→ **WHAT YOU WILL DO**
Below are the records; pull every line that includes "async".
___ SUPPLIED MATERIAL ___
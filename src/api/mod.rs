//! HTTP/JSON control surface.
//!
//! Stateless: every endpoint is a thin translation from a form parameter
//! to a store call and back to JSON. Handler errors (a blob that cannot be
//! decompressed, a message that does not parse) surface as 500.

mod codec;
mod mailbox;
mod message;

use std::net::SocketAddr;
use std::sync::Arc;

use anyhow::Result;
use futures::stream::{FuturesUnordered, StreamExt};
use http_body_util::Full;
use hyper::body::{Bytes, Incoming};
use hyper::server::conn::http1 as http;
use hyper::service::service_fn;
use hyper::{Method, Request, Response, StatusCode};
use hyper_util::rt::TokioIo;
use tokio::net::TcpListener;
use tokio::sync::watch;

use crate::api::codec::HttpResponse;
use crate::config::HttpConfig;
use crate::storage::Store;

pub struct ApiServer {
    bind_addr: SocketAddr,
    store: Arc<Store>,
}

impl ApiServer {
    pub fn new(config: HttpConfig, store: Arc<Store>) -> Arc<Self> {
        Arc::new(Self {
            bind_addr: config.bind_addr,
            store,
        })
    }

    pub async fn run(self: Arc<Self>, mut must_exit: watch::Receiver<bool>) -> Result<()> {
        let tcp = TcpListener::bind(self.bind_addr).await?;
        tracing::info!("HTTP API server listening on {:#}", self.bind_addr);

        let mut connections = FuturesUnordered::new();
        while !*must_exit.borrow() {
            let wait_conn_finished = async {
                if connections.is_empty() {
                    futures::future::pending().await
                } else {
                    connections.next().await
                }
            };
            let (socket, remote_addr) = tokio::select! {
                a = tcp.accept() => a?,
                _ = wait_conn_finished => continue,
                _ = must_exit.changed() => continue,
            };
            tracing::debug!("accepted HTTP connection from {}", remote_addr);

            let store = self.store.clone();
            let conn = tokio::spawn(async move {
                let served = http::Builder::new()
                    .serve_connection(
                        TokioIo::new(socket),
                        service_fn(move |req: Request<Incoming>| {
                            let store = store.clone();
                            async move {
                                tracing::debug!("{:?} {:?}", req.method(), req.uri());
                                match route(store, req).await {
                                    Ok(v) => Ok(v),
                                    Err(e) => {
                                        tracing::error!(err = ?e, "internal error");
                                        Response::builder()
                                            .status(StatusCode::INTERNAL_SERVER_ERROR)
                                            .body(Full::new(Bytes::new()))
                                    }
                                }
                            }
                        }),
                    )
                    .await;
                match served {
                    Err(e) => tracing::warn!(err = ?e, "connection failed"),
                    Ok(()) => tracing::trace!("connection terminated with success"),
                }
            });
            connections.push(conn);
        }
        drop(tcp);

        tracing::info!("HTTP API server shutting down, draining remaining connections...");
        while connections.next().await.is_some() {}

        Ok(())
    }
}

async fn route(store: Arc<Store>, req: Request<Incoming>) -> Result<HttpResponse> {
    let method = req.method().clone();
    let path = req.uri().path().to_string();

    match (method, path.as_str()) {
        (Method::POST, "/api/mailboxes/delete") => mailbox::delete(req, &store).await,
        (_, "/api/mailboxes/delete") => codec::empty(StatusCode::METHOD_NOT_ALLOWED),

        (_, "/api/mailboxes/list") => mailbox::list(&store).await,

        (Method::POST, "/api/messages/delete") => message::delete(req, &store).await,
        (_, "/api/messages/delete") => codec::empty(StatusCode::METHOD_NOT_ALLOWED),

        (_, "/api/messages/list") => message::list(req, &store).await,
        (_, "/api/messages/details") => message::details(req, &store).await,

        _ => codec::empty(StatusCode::NOT_FOUND),
    }
}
___
→ **RESULT BELOW**
    pub async fn run(self: Arc<Self>, mut must_exit: watch::Receiver<bool>) -> Result<()> {
            let wait_conn_finished = async {
            let conn = tokio::spawn(async move {
                            async move {
async fn route(store: Arc<Store>, req: Request<Incoming>) -> Result<HttpResponse> {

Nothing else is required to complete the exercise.